What you need to do:
Which of the lines below hold the word "return"? Pull each of them out.

Data section:
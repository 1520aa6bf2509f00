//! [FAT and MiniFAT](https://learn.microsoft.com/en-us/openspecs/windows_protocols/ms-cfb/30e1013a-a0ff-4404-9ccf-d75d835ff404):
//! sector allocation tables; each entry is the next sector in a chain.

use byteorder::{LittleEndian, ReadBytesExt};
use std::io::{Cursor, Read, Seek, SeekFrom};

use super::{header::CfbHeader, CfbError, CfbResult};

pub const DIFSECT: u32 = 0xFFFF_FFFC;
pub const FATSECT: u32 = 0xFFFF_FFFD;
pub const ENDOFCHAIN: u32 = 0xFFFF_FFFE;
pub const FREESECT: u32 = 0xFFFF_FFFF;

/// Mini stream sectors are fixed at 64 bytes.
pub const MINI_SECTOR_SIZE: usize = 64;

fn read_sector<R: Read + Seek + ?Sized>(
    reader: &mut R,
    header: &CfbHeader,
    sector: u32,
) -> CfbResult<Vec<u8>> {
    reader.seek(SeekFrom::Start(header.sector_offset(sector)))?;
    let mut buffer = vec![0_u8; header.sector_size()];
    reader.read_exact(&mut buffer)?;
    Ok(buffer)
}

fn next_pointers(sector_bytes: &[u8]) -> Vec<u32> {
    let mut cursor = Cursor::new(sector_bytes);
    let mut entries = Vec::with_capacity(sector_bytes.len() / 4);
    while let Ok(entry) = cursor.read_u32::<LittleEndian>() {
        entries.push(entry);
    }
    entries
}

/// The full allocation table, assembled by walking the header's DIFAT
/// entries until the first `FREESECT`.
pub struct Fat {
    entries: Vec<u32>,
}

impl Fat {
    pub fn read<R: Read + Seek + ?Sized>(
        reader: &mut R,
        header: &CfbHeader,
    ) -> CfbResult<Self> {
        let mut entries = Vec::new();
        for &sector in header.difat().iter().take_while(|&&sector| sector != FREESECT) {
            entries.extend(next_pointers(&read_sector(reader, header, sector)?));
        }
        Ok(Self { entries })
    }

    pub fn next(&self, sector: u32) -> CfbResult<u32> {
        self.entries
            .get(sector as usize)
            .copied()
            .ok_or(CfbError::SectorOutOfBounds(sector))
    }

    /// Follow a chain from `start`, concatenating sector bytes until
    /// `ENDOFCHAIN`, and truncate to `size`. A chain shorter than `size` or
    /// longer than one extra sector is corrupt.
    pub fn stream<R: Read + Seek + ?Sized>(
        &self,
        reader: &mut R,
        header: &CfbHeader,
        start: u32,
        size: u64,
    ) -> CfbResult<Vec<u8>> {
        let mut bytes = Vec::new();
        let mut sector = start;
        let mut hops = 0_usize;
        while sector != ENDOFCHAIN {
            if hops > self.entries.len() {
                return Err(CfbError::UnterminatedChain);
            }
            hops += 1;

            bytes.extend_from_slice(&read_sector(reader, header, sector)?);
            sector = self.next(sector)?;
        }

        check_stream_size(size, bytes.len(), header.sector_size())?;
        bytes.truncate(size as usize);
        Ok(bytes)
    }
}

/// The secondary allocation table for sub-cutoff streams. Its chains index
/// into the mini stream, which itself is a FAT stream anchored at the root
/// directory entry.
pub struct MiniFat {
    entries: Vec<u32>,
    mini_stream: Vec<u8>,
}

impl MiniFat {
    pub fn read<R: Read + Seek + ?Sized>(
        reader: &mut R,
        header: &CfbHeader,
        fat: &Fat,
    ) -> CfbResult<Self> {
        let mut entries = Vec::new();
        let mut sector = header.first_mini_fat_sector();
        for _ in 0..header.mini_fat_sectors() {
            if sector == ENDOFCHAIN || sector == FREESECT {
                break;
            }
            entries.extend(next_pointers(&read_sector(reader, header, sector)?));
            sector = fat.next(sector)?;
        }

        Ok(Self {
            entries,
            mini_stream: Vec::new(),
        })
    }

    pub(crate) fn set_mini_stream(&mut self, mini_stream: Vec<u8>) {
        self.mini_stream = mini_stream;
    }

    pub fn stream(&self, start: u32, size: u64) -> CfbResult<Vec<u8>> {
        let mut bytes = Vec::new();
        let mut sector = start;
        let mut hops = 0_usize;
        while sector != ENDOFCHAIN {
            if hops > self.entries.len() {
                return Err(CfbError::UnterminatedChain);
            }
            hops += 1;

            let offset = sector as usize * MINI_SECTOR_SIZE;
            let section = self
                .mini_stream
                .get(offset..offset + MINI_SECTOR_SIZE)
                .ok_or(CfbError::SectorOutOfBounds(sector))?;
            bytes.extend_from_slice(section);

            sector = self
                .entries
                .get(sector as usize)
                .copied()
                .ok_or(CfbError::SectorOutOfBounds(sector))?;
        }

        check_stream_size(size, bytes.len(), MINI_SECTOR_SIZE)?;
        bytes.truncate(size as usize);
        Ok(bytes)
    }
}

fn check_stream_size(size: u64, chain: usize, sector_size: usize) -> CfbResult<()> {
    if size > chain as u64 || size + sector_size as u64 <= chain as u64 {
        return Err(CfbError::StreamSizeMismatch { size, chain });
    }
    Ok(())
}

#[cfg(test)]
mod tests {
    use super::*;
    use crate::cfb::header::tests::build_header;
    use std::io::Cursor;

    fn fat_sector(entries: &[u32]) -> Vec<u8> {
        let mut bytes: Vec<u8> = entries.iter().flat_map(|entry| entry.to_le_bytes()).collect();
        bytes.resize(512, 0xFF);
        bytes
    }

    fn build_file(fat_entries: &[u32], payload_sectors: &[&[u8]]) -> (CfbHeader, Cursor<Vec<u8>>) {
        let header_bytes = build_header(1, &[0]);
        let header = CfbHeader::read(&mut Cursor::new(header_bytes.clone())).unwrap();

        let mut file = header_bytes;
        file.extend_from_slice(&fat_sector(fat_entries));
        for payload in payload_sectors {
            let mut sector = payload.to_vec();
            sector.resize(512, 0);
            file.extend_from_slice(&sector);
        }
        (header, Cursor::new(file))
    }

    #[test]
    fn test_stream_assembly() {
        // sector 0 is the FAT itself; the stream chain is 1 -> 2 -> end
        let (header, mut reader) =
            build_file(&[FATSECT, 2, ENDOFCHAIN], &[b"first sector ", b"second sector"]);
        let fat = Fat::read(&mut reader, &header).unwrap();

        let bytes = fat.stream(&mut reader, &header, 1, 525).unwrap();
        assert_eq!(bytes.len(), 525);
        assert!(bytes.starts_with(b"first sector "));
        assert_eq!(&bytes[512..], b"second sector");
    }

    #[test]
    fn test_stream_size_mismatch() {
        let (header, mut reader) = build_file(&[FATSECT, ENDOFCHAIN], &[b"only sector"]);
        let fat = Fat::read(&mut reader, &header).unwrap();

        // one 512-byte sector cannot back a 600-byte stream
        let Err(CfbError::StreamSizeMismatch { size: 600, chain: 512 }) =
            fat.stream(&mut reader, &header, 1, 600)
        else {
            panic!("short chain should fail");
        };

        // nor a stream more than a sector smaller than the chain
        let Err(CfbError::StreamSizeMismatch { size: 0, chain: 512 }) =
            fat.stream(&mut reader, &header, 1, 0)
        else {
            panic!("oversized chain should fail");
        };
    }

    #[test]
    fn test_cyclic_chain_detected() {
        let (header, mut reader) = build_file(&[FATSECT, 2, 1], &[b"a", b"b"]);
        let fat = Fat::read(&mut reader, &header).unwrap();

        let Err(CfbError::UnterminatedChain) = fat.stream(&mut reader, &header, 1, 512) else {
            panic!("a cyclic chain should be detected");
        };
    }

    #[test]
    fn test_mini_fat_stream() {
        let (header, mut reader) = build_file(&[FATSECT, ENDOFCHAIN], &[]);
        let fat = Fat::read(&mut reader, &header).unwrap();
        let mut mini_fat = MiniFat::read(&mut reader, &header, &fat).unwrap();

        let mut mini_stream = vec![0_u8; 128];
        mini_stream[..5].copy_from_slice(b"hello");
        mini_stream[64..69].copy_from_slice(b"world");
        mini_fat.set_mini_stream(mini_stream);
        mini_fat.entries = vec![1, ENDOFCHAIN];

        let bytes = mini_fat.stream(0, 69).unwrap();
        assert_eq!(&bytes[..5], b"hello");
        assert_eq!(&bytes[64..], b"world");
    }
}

--

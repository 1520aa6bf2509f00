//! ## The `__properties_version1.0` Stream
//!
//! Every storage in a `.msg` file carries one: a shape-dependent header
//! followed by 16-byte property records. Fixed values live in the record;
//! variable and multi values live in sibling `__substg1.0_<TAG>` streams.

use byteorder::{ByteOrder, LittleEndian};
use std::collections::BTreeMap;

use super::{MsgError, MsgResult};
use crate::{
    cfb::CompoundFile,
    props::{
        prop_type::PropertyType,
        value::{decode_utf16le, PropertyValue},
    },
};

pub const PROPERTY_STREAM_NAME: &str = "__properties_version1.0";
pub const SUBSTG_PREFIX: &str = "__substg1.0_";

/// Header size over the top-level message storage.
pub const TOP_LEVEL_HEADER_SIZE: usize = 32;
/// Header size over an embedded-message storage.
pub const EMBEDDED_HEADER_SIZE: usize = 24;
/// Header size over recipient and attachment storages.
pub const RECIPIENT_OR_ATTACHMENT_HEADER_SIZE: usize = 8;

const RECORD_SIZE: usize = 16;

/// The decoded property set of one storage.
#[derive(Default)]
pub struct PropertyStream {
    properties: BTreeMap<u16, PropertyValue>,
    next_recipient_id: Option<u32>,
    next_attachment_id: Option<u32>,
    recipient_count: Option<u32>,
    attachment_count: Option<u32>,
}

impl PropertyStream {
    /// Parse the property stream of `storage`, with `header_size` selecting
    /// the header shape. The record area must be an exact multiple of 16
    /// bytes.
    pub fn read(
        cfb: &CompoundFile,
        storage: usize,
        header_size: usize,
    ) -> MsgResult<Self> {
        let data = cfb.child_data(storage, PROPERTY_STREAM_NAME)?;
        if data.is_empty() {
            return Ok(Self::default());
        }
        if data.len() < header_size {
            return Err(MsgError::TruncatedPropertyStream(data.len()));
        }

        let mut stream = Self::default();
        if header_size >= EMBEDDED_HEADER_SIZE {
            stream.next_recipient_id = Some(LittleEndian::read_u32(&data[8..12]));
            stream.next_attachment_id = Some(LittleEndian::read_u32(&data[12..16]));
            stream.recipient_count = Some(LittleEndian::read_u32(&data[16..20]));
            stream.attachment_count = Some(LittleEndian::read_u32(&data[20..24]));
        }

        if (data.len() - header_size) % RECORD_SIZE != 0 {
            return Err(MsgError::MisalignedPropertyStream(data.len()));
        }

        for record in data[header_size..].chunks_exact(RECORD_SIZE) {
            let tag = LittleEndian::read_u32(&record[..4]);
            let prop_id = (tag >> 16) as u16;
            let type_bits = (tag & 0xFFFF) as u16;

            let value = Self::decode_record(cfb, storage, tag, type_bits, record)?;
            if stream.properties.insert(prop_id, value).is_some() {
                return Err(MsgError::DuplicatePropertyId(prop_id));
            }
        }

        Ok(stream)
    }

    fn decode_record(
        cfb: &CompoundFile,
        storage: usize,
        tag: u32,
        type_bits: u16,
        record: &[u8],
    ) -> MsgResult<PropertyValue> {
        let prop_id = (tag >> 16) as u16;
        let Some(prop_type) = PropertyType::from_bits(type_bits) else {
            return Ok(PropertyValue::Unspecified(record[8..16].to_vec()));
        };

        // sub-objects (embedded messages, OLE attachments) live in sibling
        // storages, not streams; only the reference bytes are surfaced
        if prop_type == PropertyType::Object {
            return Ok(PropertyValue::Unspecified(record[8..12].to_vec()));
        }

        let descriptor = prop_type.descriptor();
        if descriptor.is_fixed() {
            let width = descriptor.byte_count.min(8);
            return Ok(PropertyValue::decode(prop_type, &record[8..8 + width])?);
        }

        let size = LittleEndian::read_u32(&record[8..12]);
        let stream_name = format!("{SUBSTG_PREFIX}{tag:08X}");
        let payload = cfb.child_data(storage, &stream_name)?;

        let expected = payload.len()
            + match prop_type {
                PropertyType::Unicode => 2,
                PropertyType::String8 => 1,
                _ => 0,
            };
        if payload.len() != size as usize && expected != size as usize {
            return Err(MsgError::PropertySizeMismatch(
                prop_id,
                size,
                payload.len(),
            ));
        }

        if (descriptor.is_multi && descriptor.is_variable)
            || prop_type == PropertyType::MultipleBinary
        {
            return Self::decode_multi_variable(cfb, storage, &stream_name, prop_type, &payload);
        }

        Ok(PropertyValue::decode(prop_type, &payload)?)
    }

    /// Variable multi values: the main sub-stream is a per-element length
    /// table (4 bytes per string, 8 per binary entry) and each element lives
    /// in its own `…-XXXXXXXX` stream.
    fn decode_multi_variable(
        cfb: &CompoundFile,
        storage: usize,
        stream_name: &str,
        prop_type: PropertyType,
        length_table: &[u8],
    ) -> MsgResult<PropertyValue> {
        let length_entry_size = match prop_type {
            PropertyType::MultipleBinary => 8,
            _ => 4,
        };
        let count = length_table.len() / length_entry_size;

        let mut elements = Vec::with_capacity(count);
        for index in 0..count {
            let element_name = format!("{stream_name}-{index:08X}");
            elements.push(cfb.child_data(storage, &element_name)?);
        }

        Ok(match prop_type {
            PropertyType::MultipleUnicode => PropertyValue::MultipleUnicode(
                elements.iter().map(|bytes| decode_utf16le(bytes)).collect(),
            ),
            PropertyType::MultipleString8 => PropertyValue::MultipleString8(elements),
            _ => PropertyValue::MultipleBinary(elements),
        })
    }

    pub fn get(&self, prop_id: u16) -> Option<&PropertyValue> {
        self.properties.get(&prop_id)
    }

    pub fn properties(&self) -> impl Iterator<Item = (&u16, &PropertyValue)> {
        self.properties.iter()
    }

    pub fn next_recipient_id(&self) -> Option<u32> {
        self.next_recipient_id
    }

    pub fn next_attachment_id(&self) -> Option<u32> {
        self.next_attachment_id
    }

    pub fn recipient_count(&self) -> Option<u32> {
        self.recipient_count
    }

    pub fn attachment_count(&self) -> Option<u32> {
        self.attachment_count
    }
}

...

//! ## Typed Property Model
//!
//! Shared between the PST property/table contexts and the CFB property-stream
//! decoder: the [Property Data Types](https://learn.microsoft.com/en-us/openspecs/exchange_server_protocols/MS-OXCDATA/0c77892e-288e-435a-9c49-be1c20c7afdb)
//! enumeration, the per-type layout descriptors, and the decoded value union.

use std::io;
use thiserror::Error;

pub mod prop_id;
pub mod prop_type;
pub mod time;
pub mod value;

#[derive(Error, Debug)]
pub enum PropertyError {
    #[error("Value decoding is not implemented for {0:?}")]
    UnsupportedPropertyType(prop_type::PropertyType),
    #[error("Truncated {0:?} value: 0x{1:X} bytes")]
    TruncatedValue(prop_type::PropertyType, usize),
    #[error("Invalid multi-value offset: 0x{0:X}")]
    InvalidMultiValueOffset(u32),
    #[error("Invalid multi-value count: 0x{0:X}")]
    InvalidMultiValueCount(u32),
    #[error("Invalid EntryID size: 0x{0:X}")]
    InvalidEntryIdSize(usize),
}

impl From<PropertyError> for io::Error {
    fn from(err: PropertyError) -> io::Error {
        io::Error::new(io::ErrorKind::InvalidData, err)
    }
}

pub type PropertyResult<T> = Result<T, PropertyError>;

Reply:
                return Err(CfbError::UnterminatedChain);
                return Err(CfbError::UnterminatedChain);
        return Err(CfbError::StreamSizeMismatch { size, chain });
            return Ok(Self::default());
            return Err(MsgError::TruncatedPropertyStream(data.len()));
            return Err(MsgError::MisalignedPropertyStream(data.len()));
                return Err(MsgError::DuplicatePropertyId(prop_id));
            return Ok(PropertyValue::Unspecified(record[8..16].to_vec()));
            return Ok(PropertyValue::Unspecified(record[8..12].to_vec()));
            return Ok(PropertyValue::decode(prop_type, &record[8..8 + width])?);
            return Err(MsgError::PropertySizeMismatch(
            return Self::decode_multi_variable(cfb, storage, &stream_name, prop_type, &payload);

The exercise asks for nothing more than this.